O “lugar” dos grupos reflexivos para homens no enfrentamento à violência doméstica e familiar contra a mulher
Palavras-chave:
violência de gênero, políticas públicas, grupos reflexivos, masculinidades, implementação de políticasResumo
A violência doméstica e familiar contra a mulher constitui um fenômeno estrutural associado às desigualdades de gênero e às dinâmicas de poder que atravessam a organização social. No Brasil, seu reconhecimento como problema público resultou na consolidação de marcos normativos, especialmente a Lei no 11.340/2006 (Lei Maria da Penha), que instituiu mecanismos de proteção, prevenção e responsabilização. Entre esses instrumentos destacam-se os Grupos Reflexivos para Homens Autores de Violência (GHAVs), voltados à desconstrução de padrões de masculinidade associados à violência e à prevenção da reincidência. Este artigo analisa a inserção e o funcionamento dos GHAVs no contexto das políticas públicas de enfrentamento à violência de gênero no município de Maringá/PR, à luz do modelo dos múltiplos fluxos de Kingdon. Trata-se de pesquisa qualitativa, fundamentada em revisão bibliográfica e documental, além de análise normativa e institucional.
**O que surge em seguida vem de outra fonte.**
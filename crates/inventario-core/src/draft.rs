// ── Form drafts ──
//
// Raw text typed into the creation modals, converted into API payloads
// on submit. Conversion is where required fields and number syntax are
// checked; the resulting `CoreError::Validation` becomes an error banner.

use inventario_api::{MovementKind, NewMovement, NewProduct};

use crate::error::CoreError;

/// What a form field holds, so the front-end knows how to edit it.
#[derive(Debug, Clone, Copy, PartialEq, Eq)]
pub enum FieldKind {
    Text,
    Number,
    /// Cycled with a toggle key rather than typed.
    Choice,
}

#[derive(Debug, Clone, Copy, PartialEq, Eq)]
pub struct FieldSpec {
    pub label: &'static str,
    pub kind: FieldKind,
    pub required: bool,
}

const fn field(label: &'static str, kind: FieldKind, required: bool) -> FieldSpec {
    FieldSpec {
        label,
        kind,
        required,
    }
}

// ── Product ─────────────────────────────────────────────────────────

/// Contents of the "Nuevo producto" form.
#[derive(Debug, Clone, Default, PartialEq, Eq)]
pub struct ProductDraft {
    pub code: String,
    pub name: String,
    pub category: String,
    pub unit: String,
    pub stock: String,
    pub min_stock: String,
    pub unit_price: String,
    pub location: String,
    pub notes: String,
}

impl ProductDraft {
    pub const FIELDS: [FieldSpec; 9] = [
        field("Código", FieldKind::Text, true),
        field("Nombre", FieldKind::Text, true),
        field("Categoría", FieldKind::Text, false),
        field("Unidad", FieldKind::Text, false),
        field("Stock actual", FieldKind::Number, false),
        field("Stock mínimo", FieldKind::Number, false),
        field("Precio unitario", FieldKind::Number, false),
        field("Ubicación", FieldKind::Text, false),
        field("Observaciones", FieldKind::Text, false),
    ];

    pub fn field(&self, idx: usize) -> Option<&str> {
        let value = match idx {
            0 => &self.code,
            1 => &self.name,
            2 => &self.category,
            3 => &self.unit,
            4 => &self.stock,
            5 => &self.min_stock,
            6 => &self.unit_price,
            7 => &self.location,
            8 => &self.notes,
            _ => return None,
        };
        Some(value.as_str())
    }

    pub fn field_mut(&mut self, idx: usize) -> Option<&mut String> {
        match idx {
            0 => Some(&mut self.code),
            1 => Some(&mut self.name),
            2 => Some(&mut self.category),
            3 => Some(&mut self.unit),
            4 => Some(&mut self.stock),
            5 => Some(&mut self.min_stock),
            6 => Some(&mut self.unit_price),
            7 => Some(&mut self.location),
            8 => Some(&mut self.notes),
            _ => None,
        }
    }

    /// Validate and build the `POST /productos` body.
    pub fn to_payload(&self) -> Result<NewProduct, CoreError> {
        Ok(NewProduct {
            code: required(&self.code, "El código es obligatorio")?,
            name: required(&self.name, "El nombre es obligatorio")?,
            category: optional(&self.category),
            unit: optional(&self.unit),
            stock: number(&self.stock, "Stock actual")?,
            min_stock: number(&self.min_stock, "Stock mínimo")?,
            unit_price: number(&self.unit_price, "Precio unitario")?,
            location: optional(&self.location),
            notes: optional(&self.notes),
        })
    }
}

// ── Movement ────────────────────────────────────────────────────────

/// Contents of the "Nuevo movimiento" form.
#[derive(Debug, Clone, PartialEq, Eq)]
pub struct MovementDraft {
    pub product_id: String,
    pub kind: MovementKind,
    pub quantity: String,
    pub reason: String,
    pub user: String,
}

impl Default for MovementDraft {
    fn default() -> Self {
        Self {
            product_id: String::new(),
            kind: MovementKind::Entry,
            quantity: String::new(),
            reason: String::new(),
            user: String::new(),
        }
    }
}

impl MovementDraft {
    pub const FIELDS: [FieldSpec; 5] = [
        field("Producto (ID)", FieldKind::Number, true),
        field("Tipo", FieldKind::Choice, true),
        field("Cantidad", FieldKind::Number, true),
        field("Motivo", FieldKind::Text, false),
        field("Usuario", FieldKind::Text, false),
    ];

    /// A draft with the product already filled in.
    pub fn for_product(product_id: i64) -> Self {
        Self {
            product_id: product_id.to_string(),
            ..Self::default()
        }
    }

    pub fn field(&self, idx: usize) -> Option<&str> {
        match idx {
            0 => Some(&self.product_id),
            1 => Some(self.kind.as_str()),
            2 => Some(&self.quantity),
            3 => Some(&self.reason),
            4 => Some(&self.user),
            _ => None,
        }
    }

    /// Editable text for `idx`; `None` for the choice field.
    pub fn field_mut(&mut self, idx: usize) -> Option<&mut String> {
        match idx {
            0 => Some(&mut self.product_id),
            2 => Some(&mut self.quantity),
            3 => Some(&mut self.reason),
            4 => Some(&mut self.user),
            _ => None,
        }
    }

    pub fn toggle_kind(&mut self) {
        self.kind = self.kind.toggled();
    }

    /// Validate and build the `POST /movimientos` body.
    pub fn to_payload(&self) -> Result<NewMovement, CoreError> {
        let raw_id = required(&self.product_id, "El producto es obligatorio")?;
        let product_id = raw_id
            .parse::<i64>()
            .map_err(|_| CoreError::validation(format!("ID de producto no válido: {raw_id}")))?;

        let quantity = number(&self.quantity, "Cantidad")?
            .ok_or_else(|| CoreError::validation("La cantidad es obligatoria"))?;
        if quantity <= 0.0 {
            return Err(CoreError::validation("La cantidad debe ser mayor que 0."));
        }

        Ok(NewMovement {
            product_id,
            kind: self.kind,
            quantity,
            reason: optional(&self.reason),
            user: optional(&self.user),
        })
    }
}

// ── Field parsing ───────────────────────────────────────────────────

fn required(raw: &str, message: &str) -> Result<String, CoreError> {
    optional(raw).ok_or_else(|| CoreError::validation(message))
}

fn optional(raw: &str) -> Option<String> {
    let trimmed = raw.trim();
    (!trimmed.is_empty()).then(|| trimmed.to_owned())
}

/// Blank is `None`; a decimal comma is accepted.
fn number(raw: &str, label: &str) -> Result<Option<f64>, CoreError> {
    let Some(text) = optional(raw) else {
        return Ok(None);
    };
    match text.replace(',', ".").parse::<f64>() {
        Ok(value) if value.is_finite() => Ok(Some(value)),
        _ => Err(CoreError::validation(format!(
            "«{label}» no es un número válido: {text}"
        ))),
    }
}

#[cfg(test)]
#[allow(clippy::unwrap_used)]
mod tests {
    use super::*;
    use pretty_assertions::assert_eq;

    fn product_draft() -> ProductDraft {
        ProductDraft {
            code: " TIN-001 ".into(),
            name: "Tinta cian".into(),
            stock: "4".into(),
            unit_price: "12,50".into(),
            ..ProductDraft::default()
        }
    }

    #[test]
    fn product_draft_builds_trimmed_payload() {
        let payload = product_draft().to_payload().unwrap();
        assert_eq!(payload.code, "TIN-001");
        assert_eq!(payload.stock, Some(4.0));
        assert_eq!(payload.unit_price, Some(12.5));
        assert_eq!(payload.category, None);
        assert_eq!(payload.min_stock, None);
    }

    #[test]
    fn product_draft_requires_code_and_name() {
        let mut draft = product_draft();
        draft.name = "   ".into();
        let err = draft.to_payload().unwrap_err();
        assert_eq!(err.to_string(), "El nombre es obligatorio");

        draft.code.clear();
        let err = draft.to_payload().unwrap_err();
        assert_eq!(err.to_string(), "El código es obligatorio");
    }

    #[test]
    fn product_draft_rejects_bad_numbers() {
        let mut draft = product_draft();
        draft.min_stock = "diez".into();
        let err = draft.to_payload().unwrap_err();
        assert!(matches!(err, CoreError::Validation { .. }));
        assert!(err.to_string().contains("Stock mínimo"));
    }

    #[test]
    fn product_fields_are_addressable_by_index() {
        let mut draft = ProductDraft::default();
        for idx in 0..ProductDraft::FIELDS.len() {
            draft.field_mut(idx).unwrap().push('x');
        }
        assert_eq!(draft.field(8), Some("x"));
        assert!(draft.field(9).is_none());
    }

    #[test]
    fn movement_draft_builds_payload() {
        let mut draft = MovementDraft::for_product(3);
        draft.quantity = "2.5".into();
        draft.toggle_kind();
        draft.reason = "Pedido 42".into();

        let payload = draft.to_payload().unwrap();
        assert_eq!(payload.product_id, 3);
        assert_eq!(payload.kind, MovementKind::Exit);
        assert_eq!(payload.quantity, 2.5);
        assert_eq!(payload.reason.as_deref(), Some("Pedido 42"));
        assert_eq!(payload.user, None);
    }

    #[test]
    fn movement_draft_requires_positive_quantity() {
        let mut draft = MovementDraft::for_product(1);
        assert_eq!(
            draft.to_payload().unwrap_err().to_string(),
            "La cantidad es obligatoria"
        );

        draft.quantity = "0".into();
        assert_eq!(
            draft.to_payload().unwrap_err().to_string(),
            "La cantidad debe ser mayor que 0."
        );
    }

    #[test]
    fn movement_draft_rejects_non_numeric_product() {
        let draft = MovementDraft {
            product_id: "abc".into(),
            quantity: "1".into(),
            ..MovementDraft::default()
        };
        assert!(matches!(
            draft.to_payload().unwrap_err(),
            CoreError::Validation { .. }
        ));
    }

    #[test]
    fn kind_field_is_not_text_editable() {
        let mut draft = MovementDraft::default();
        assert!(draft.field_mut(1).is_none());
        assert_eq!(draft.field(1), Some("entrada"));
    }
}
Os resultados indicam que, embora previstos legalmente e com evidências de potencial transformador, os GHAVs apresentam fragilidades quanto à institucionalização, financiamento estável, padronização metodológica e monitoramento sistemático. Conclui-se que sua consolidação como política pública de Estado depende da articulação intersetorial, da estabilidade de recursos e da incorporação de mecanismos permanentes de avaliação.